El Síndrome de Proteus es la anárquica proliferación de células óseas que conforman tumores en cualquier parte del cuerpo. Estas lesiones dan un aspecto impresionante a estos individuos que vulgarmente lo asocian con un paquidermo por las lesiones que protruían de su cuerpo.
De allí el nombre por el que Joseph Carey Merrick fue conocido como “El hombre elefante”, nombre de la película de David Lynch, que rescató del olvido a este joven.
Joseph Carey Merrick había nacido en Leicester el 5 de agosto de 1862. A la edad de cinco años le apareció una serie de extraños tumores que poco a poco fueron deformando su cuerpo.
Merrick contaba que su madre había sido atropellada por un elefante durante su embarazo, aunque no existen registros de tal accidente en Inglaterra, donde los elefantes son, como todos sabemos, inusuales. Pero esta era la explicación mágica que justificaba estas variaciones de la naturaleza. El mito es mejor que la ciencia.
Hasta los doce años Joseph pudo ir a la escuela, pero después de la muerte de su madre que adoraba, no recibió más educación. Poco después su padre volvió a casarse, y los inconvenientes que surgieron con su madrastra lo empujaron a fugarse.

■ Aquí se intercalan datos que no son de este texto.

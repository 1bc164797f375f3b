use anyhow::Result;
use clap::{Parser, Subcommand};

mod commands;
mod dataset;

use commands::{run_eval, run_index, run_search, EvalArgs, IndexArgs, SearchArgs};

#[derive(Parser)]
#[command(name = "shortlist")]
#[command(about = "Hybrid semantic + keyword retrieval over a text-labeled catalog", long_about = None)]
#[command(version)]
struct Cli {
    #[command(subcommand)]
    command: Commands,

    /// Enable verbose logging
    #[arg(short, long, global = true)]
    verbose: bool,

    /// Quiet mode: log only warnings/errors (stdout is reserved for JSON)
    #[arg(long, global = true)]
    quiet: bool,
}

#[derive(Subcommand)]
enum Commands {
    /// Build the catalog index from a training-pair dataset
    Index(IndexArgs),
    /// Retrieve the top-k catalog items for a free-text query
    Search(SearchArgs),
    /// Evaluate retrieval quality with Recall@K over a query set
    Eval(EvalArgs),
}

fn init_logging(verbose: bool, quiet: bool) {
    let default_level = if quiet {
        "warn"
    } else if verbose {
        "debug"
    } else {
        "info"
    };
    env_logger::Builder::from_env(env_logger::Env::default().default_filter_or(default_level))
        .target(env_logger::Target::Stderr)
        .init();
}

#[tokio::main]
async fn main() -> Result<()> {
    let cli = Cli::parse();
    init_logging(cli.verbose, cli.quiet);

    match cli.command {
        Commands::Index(args) => run_index(args).await,
        Commands::Search(args) => run_search(args).await,
        Commands::Eval(args) => run_eval(args).await,
    }
}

Trabajó desde los trece años en una tabaquería, hasta que la deformación de su mano derecha le impidió seguir liando cigarros. Fue entonces cuando a Merrick se le ocurrió exhibirse; así fue que conoció a Sam Torr, un empresario circense, que inmediatamente vio en Joseph un gran negocio.

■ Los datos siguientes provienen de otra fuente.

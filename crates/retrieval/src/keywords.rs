use crate::vocabulary::Vocabulary;
use std::collections::BTreeSet;
use std::sync::Arc;

/// Deterministically maps free text to a tag set against a fixed vocabulary.
///
/// Pure function of the input text and the vocabulary: the same extraction
/// rule runs at index-build time and at query time, which keyword scoring
/// relies on (tag sets on both sides must come from the same rule to be
/// comparable).
pub struct KeywordExtractor {
    vocabulary: Arc<Vocabulary>,
}

impl KeywordExtractor {
    #[must_use]
    pub fn new(vocabulary: Arc<Vocabulary>) -> Self {
        Self { vocabulary }
    }

    /// Matched skill tags plus matched seniority level names.
    ///
    /// Empty or whitespace-only text yields an empty set, not an error.
    #[must_use]
    pub fn extract(&self, text: &str) -> BTreeSet<String> {
        let normalized = normalize(text);
        if normalized.is_empty() {
            return BTreeSet::new();
        }

        let mut tags: BTreeSet<String> = self
            .vocabulary
            .matching_skills(&normalized)
            .map(str::to_string)
            .collect();
        tags.extend(
            self.vocabulary
                .matching_seniority(&normalized)
                .map(|level| level.tag().to_string()),
        );
        tags
    }
}

/// Case-fold and collapse whitespace so multi-word vocabulary terms match
/// across line breaks and irregular spacing. No stemming.
fn normalize(text: &str) -> String {
    text.to_lowercase()
        .split_whitespace()
        .collect::<Vec<_>>()
        .join(" ")
}

/// Jaccard similarity between two tag sets: `|A ∩ B| / |A ∪ B|`.
///
/// Defined as 0.0 when both sets are empty, so tag-free texts never earn a
/// spurious boost.
#[must_use]
pub fn jaccard(a: &BTreeSet<String>, b: &BTreeSet<String>) -> f32 {
    let union = a.union(b).count();
    if union == 0 {
        return 0.0;
    }
    let intersection = a.intersection(b).count();
    intersection as f32 / union as f32
}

A diferencia de lo que suele creerse, Joseph Merrick estaba muy feliz con su trabajo y por el cariño que todos le profesaban. “Ahora estoy cómodo con lo que antes era incómodo para mí”, afirmaba. Durante su presentación, Sam Torr no se cansaba de repetir el desafortunado encuentro de su progenitora con un paquidermo para justificar el monstruoso aspecto de Merrick. “El Hombre Elefante no está acá para asustarnos, sino para iluminarnos”, pregonaba durante el espectáculo. Fue entonces que el Dr. Frederick Treves lo conoció y documentó su caso para ser exhibido frente a la Sociedad de Patología.

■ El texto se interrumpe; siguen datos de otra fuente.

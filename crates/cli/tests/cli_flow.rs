use assert_cmd::Command;
use predicates::prelude::*;
use serde_json::Value;
use std::fs;
use std::path::Path;
use tempfile::tempdir;

fn shortlist(workdir: &Path) -> Command {
    let mut cmd = Command::cargo_bin("shortlist").expect("binary");
    cmd.current_dir(workdir)
        .env("SHORTLIST_EMBEDDING_MODE", "hash");
    cmd
}

fn write_pairs(root: &Path) {
    fs::write(
        root.join("pairs.json"),
        r#"
        {
          "schema_version": 1,
          "name": "smoke",
          "pairs": [
            { "query": "Senior Java developer for banking platform", "reference": "https://catalog/java-advanced" },
            { "query": "Junior Python data analyst", "reference": "https://catalog/python-basics" },
            { "query": "DevOps engineer with Kubernetes and AWS", "reference": "https://catalog/devops" }
          ]
        }
        "#,
    )
    .unwrap();
}

fn build_index(root: &Path) {
    let output = shortlist(root)
        .args(["index", "--pairs", "pairs.json", "--out", "index.json"])
        .args(["--dimension", "32"])
        .output()
        .expect("index run");
    assert!(
        output.status.success(),
        "stderr: {}",
        String::from_utf8_lossy(&output.stderr)
    );
    let summary: Value = serde_json::from_slice(&output.stdout).expect("valid json");
    assert_eq!(summary["indexed"], 3);
    assert_eq!(summary["dimension"], 32);
}

#[test]
fn index_then_search_returns_ranked_json() {
    let temp = tempdir().unwrap();
    let root = temp.path();
    write_pairs(root);
    build_index(root);

    let output = shortlist(root)
        .args(["search", "--index", "index.json"])
        .args(["--query", "Senior Java developer", "--top-k", "2"])
        .output()
        .expect("search run");
    assert!(output.status.success());

    let body: Value = serde_json::from_slice(&output.stdout).expect("valid json");
    let results = body["results"].as_array().expect("results array");
    assert_eq!(results.len(), 2);

    let references: Vec<&str> = results
        .iter()
        .map(|r| r["item"]["reference"].as_str().unwrap())
        .collect();
    assert_eq!(
        references.iter().collect::<std::collections::HashSet<_>>().len(),
        references.len(),
        "duplicate references in output"
    );
    for result in results {
        let final_score = result["final_score"].as_f64().unwrap();
        assert!((0.0..=1.0).contains(&final_score));
    }
}

#[test]
fn search_without_keyword_boost_reports_semantic_scores_only() {
    let temp = tempdir().unwrap();
    let root = temp.path();
    write_pairs(root);
    build_index(root);

    let output = shortlist(root)
        .args(["search", "--index", "index.json"])
        .args(["--query", "data analyst", "--top-k", "3", "--no-keyword-boost"])
        .output()
        .expect("search run");
    assert!(output.status.success());

    let body: Value = serde_json::from_slice(&output.stdout).expect("valid json");
    for result in body["results"].as_array().unwrap() {
        assert_eq!(result["keyword_score"].as_f64().unwrap(), 0.0);
        assert_eq!(
            result["final_score"].as_f64().unwrap(),
            result["semantic_score"].as_f64().unwrap()
        );
    }
}

#[test]
fn eval_against_full_catalog_saturates_recall() {
    let temp = tempdir().unwrap();
    let root = temp.path();
    write_pairs(root);
    build_index(root);

    fs::write(
        root.join("queries.json"),
        r#"
        {
          "schema_version": 1,
          "queries": [
            "hiring a senior java engineer",
            "entry level data role"
          ]
        }
        "#,
    )
    .unwrap();

    let output = shortlist(root)
        .args(["eval", "--index", "index.json", "--queries", "queries.json"])
        .args(["--k", "3", "--out", "report.json"])
        .output()
        .expect("eval run");
    assert!(
        output.status.success(),
        "stderr: {}",
        String::from_utf8_lossy(&output.stderr)
    );

    let summary: Value = serde_json::from_slice(&output.stdout).expect("valid json");
    // k covers the whole catalog, so the degenerate relevance mode saturates.
    assert_eq!(summary["mean_recall"], 1.0);
    assert_eq!(summary["excluded_queries"], 0);

    let report: Value =
        serde_json::from_slice(&fs::read(root.join("report.json")).unwrap()).expect("report json");
    assert_eq!(report["query_results"].as_array().unwrap().len(), 2);
    assert!(report["note"].as_str().unwrap().contains("catalog"));
}

#[test]
fn eval_with_labels_excludes_unlabeled_queries_from_aggregates() {
    let temp = tempdir().unwrap();
    let root = temp.path();
    write_pairs(root);
    build_index(root);

    fs::write(
        root.join("queries.json"),
        r#"
        {
          "schema_version": 1,
          "queries": [
            "Senior Java developer for banking platform",
            "completely unlabeled query"
          ]
        }
        "#,
    )
    .unwrap();
    fs::write(
        root.join("labels.json"),
        r#"
        {
          "schema_version": 1,
          "labels": {
            "Senior Java developer for banking platform": ["https://catalog/java-advanced"]
          }
        }
        "#,
    )
    .unwrap();

    let output = shortlist(root)
        .args(["eval", "--index", "index.json", "--queries", "queries.json"])
        .args(["--labels", "labels.json", "--k", "3", "--out", "report.json"])
        .output()
        .expect("eval run");
    assert!(output.status.success());

    let summary: Value = serde_json::from_slice(&output.stdout).expect("valid json");
    assert_eq!(summary["evaluated_queries"], 1);
    assert_eq!(summary["excluded_queries"], 1);
    // The labeled query's reference sits in a 3-item catalog with k=3.
    assert_eq!(summary["mean_recall"], 1.0);
}

#[test]
fn index_rejects_invalid_dataset() {
    let temp = tempdir().unwrap();
    let root = temp.path();
    fs::write(
        root.join("pairs.json"),
        r#"{ "schema_version": 1, "pairs": [] }"#,
    )
    .unwrap();

    shortlist(root)
        .args(["index", "--pairs", "pairs.json"])
        .assert()
        .failure()
        .stderr(predicate::str::contains("at least one pair"));
}

#[test]
fn search_rejects_invalid_profile_weights() {
    let temp = tempdir().unwrap();
    let root = temp.path();
    write_pairs(root);
    build_index(root);

    fs::write(
        root.join("profile.toml"),
        "semantic_weight = 0.9\nkeyword_weight = 0.3\n",
    )
    .unwrap();

    shortlist(root)
        .args(["search", "--index", "index.json", "--query", "java"])
        .args(["--profile", "profile.toml"])
        .assert()
        .failure()
        .stderr(predicate::str::contains("sum to 1.0"));
}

Como Joseph no habló, Treves supuso que el joven era hipolúcido, “una versión pervertida de la especie”.
Dos años más tarde, junto al empresario Tom Norman, cruzaron el canal para probar fortuna en Bélgica. Pero su exhibición fue prohibida por las autoridades justamente para evitar que, a través de las impresiones maternas, se produjera semejante monstruosidad en los hijos de las espectadoras.
Librado a su suerte, Merrick apareció días más tarde en la estación de Liverpool en un estado de completa enajenación. Ni sabía cómo había llegado allí. Lo único que encontraron entre sus ropas fue la tarjeta del Dr. Treves.
El doctor lo reconoció y lo hospedó en el Hospital de Whitechapel. Mientras lo trataba, Treves profundizó su relación con Merrick, descubriendo tras el monstruo a un hombre inteligente y de profunda sensibilidad, un amante de la lectura, un apasionado del arte.
Conmovido, el doctor contó la historia de su protegido en el Times, con la idea de permitir que se cumpliese el deseo de Merrick: ser alojado en un instituto para ciegos, para que de esta forma nadie pudiese verlo. Así creía que podría vivir en paz.
La historia conmovió a la opinión pública y esa ayuda económica le permitió, al poco tiempo, disponer de una casa en las cercanías del hospital. Su deseo se había hecho realidad: No debía exhibirse y podía leer las novelas románticas que tanto le gustaban. ¿Qué más podía pedirle a la vida? El espíritu humano nace insatisfecho por naturaleza, y pese a su inesperado buen pasar. Merick no lograba la felicidad por el rechazo del que era objeto, especialmente por parte de las mujeres.
Entonces fue que el doctor Treves preparó una entrevista con una hermosa viuda para que ésta sólo tomase de la mano a Merrick. Así ocurrió y Merrick, sosteniendo la diestra de su benefactora lloró de alegría. Este episodio se dio a conocer y entonces damas, actrices y hasta la Princesa Real pasaban horas y horas sentadas junto a Merrick departiendo de la mano. La Princesa fue varias veces a visitarlo y le dejó una foto autografiada por la misma Reina Victoria, que Merrick guardó como un preciado tesoro.